Closed ghost closed 8 years ago
Original comment by: hlapp
See https://www.nescent.org/wg\_dryad/TreeBASE\_OAI\_Provider for examples of URLs that return these OAI records.
The record schema is at http://datadryad.org/profile/v3/dryad.xsd Both data formats mentioned above formally conform to the schema, but the best practice is to have several <dc:subject> elements, one per term.

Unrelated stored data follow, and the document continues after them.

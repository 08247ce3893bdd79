//! Common arguments and helpers shared across CLI commands.

use std::path::{Path, PathBuf};

use ab_glyph::FontArc;
use clap::Args;
use tilepaint::provider::{ImageryProvider, ProviderOptions};
use tilepaint::style::StyleSheet;
use tracing::info;

use crate::error::CliError;

/// Data and style arguments used by every command.
#[derive(Debug, Clone, Args)]
pub struct SourceArgs {
    /// PMTiles archive, {z}/{x}/{y} endpoint, or GeoJSON file/URL
    #[arg(long)]
    pub data: String,

    /// JSON style sheet with paint and label rules
    #[arg(long)]
    pub style: PathBuf,

    /// TrueType/OpenType font for text labels
    #[arg(long)]
    pub font: Option<PathBuf>,

    /// Deepest zoom stored in a pre-tiled source
    #[arg(long)]
    pub max_native_zoom: Option<u8>,

    /// Property holding feature ids in pre-tiled sources
    #[arg(long)]
    pub id_property: Option<String>,
}

/// Load a font file.
pub fn load_font(path: &Path) -> Result<FontArc, CliError> {
    let bytes = std::fs::read(path)
        .map_err(|e| CliError::Font(format!("{}: {}", path.display(), e)))?;
    FontArc::try_from_vec(bytes).map_err(|e| CliError::Font(format!("{}: {}", path.display(), e)))
}

/// Build a provider from the shared arguments.
///
/// The zoom range is opened fully so that any requested tile renders.
pub fn build_provider(args: &SourceArgs, tile_size: u32) -> Result<ImageryProvider, CliError> {
    let sheet = StyleSheet::load(&args.style)?;
    let font = args.font.as_deref().map(load_font).transpose()?;

    let paint_rules = sheet.paint_rules()?;
    let label_rules = sheet.label_rules(font.as_ref())?;
    info!(
        style = %args.style.display(),
        paint_rules = paint_rules.len(),
        label_rules = label_rules.len(),
        layers = ?sheet.data_layers(),
        "Loaded style sheet"
    );

    let mut options = ProviderOptions::default()
        .with_tile_size(tile_size)
        .with_paint_rules(paint_rules)
        .with_label_rules(label_rules);
    if let Some(zoom) = args.max_native_zoom {
        options = options.with_maximum_native_zoom(zoom);
    }
    if let Some(id) = &args.id_property {
        options = options.with_id_property(id.clone());
    }

    Ok(ImageryProvider::new(args.data.as_str(), options)?)
}

#[cfg(test)]
mod tests {
    use super::*;
    use std::io::Write;

    fn args(style: PathBuf) -> SourceArgs {
        SourceArgs {
            data: "parks.geojson".to_string(),
            style,
            font: None,
            max_native_zoom: Some(12),
            id_property: Some("id".to_string()),
        }
    }

    #[test]
    fn test_build_provider_from_style_file() {
        let mut file = tempfile::NamedTempFile::new().unwrap();
        write!(
            file,
            r##"{{"paint": [{{"data_layer": "layer", "symbolizer": {{"type": "fill", "fill": "#336699"}}}}]}}"##
        )
        .unwrap();

        let provider = build_provider(&args(file.path().to_path_buf()), 512).unwrap();
        assert_eq!(provider.tile_size(), 512);
        assert_eq!(provider.options().paint_rules.len(), 1);
        assert_eq!(provider.options().id_property, "id");
        assert_eq!(provider.source().kind(), "geojson");
    }

    #[test]
    fn test_missing_style_is_error() {
        let result = build_provider(&args(PathBuf::from("/nonexistent/style.json")), 256);
        assert!(matches!(result, Err(CliError::Style(_))));
    }

    #[test]
    fn test_bad_font_is_error() {
        let mut file = tempfile::NamedTempFile::new().unwrap();
        file.write_all(b"not a font").unwrap();
        assert!(matches!(load_font(file.path()), Err(CliError::Font(_))));
    }
}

Original comment by: vgapeyev-nescent
A few URLs that return records exhibiting the problem: http://127.0.0.1:8080/treebase-web/top/oai?verb=GetRecord&metadataPrefix=oai\_dc&identifier=TB:s1908 http://127.0.0.1:8080/treebase-web/top/oai?verb=GetRecord&metadataPrefix=oai\_dc&identifier=TB:s10013 http://127.0.0.1:8080/treebase-web/top/oai?verb=GetRecord&metadataPrefix=oai\_dc&identifier=TB:s1122 http://127.0.0.1:8080/treebase-web/top/oai?verb=GetRecord&metadataPrefix=oai\_dc&identifier=TB:s994 Note that some separate keywords with ',' while others with ';'
Original comment by: vgapeyev-nescent
Thanks for reporting this bug. We'll look into it as soon as possible.
Original comment by: vgapeyev-nescent
This is a request for clarification.
Treebase UI offers a single field to enter keywords, text from which is stored in a single field in the database. From the data in treebase-dev I see that users used ',' or ';' to separate multiple keywords.
Here is what I can do: Get Kevin's keyword-splitting code and place it on Treebase side, modifying if necessary to work with both ';' and ','. This would not work nicely if the user has a fancy to use comma-containing keywords separated by semicolons, or the other way around.
Please confirm that this is what is needed.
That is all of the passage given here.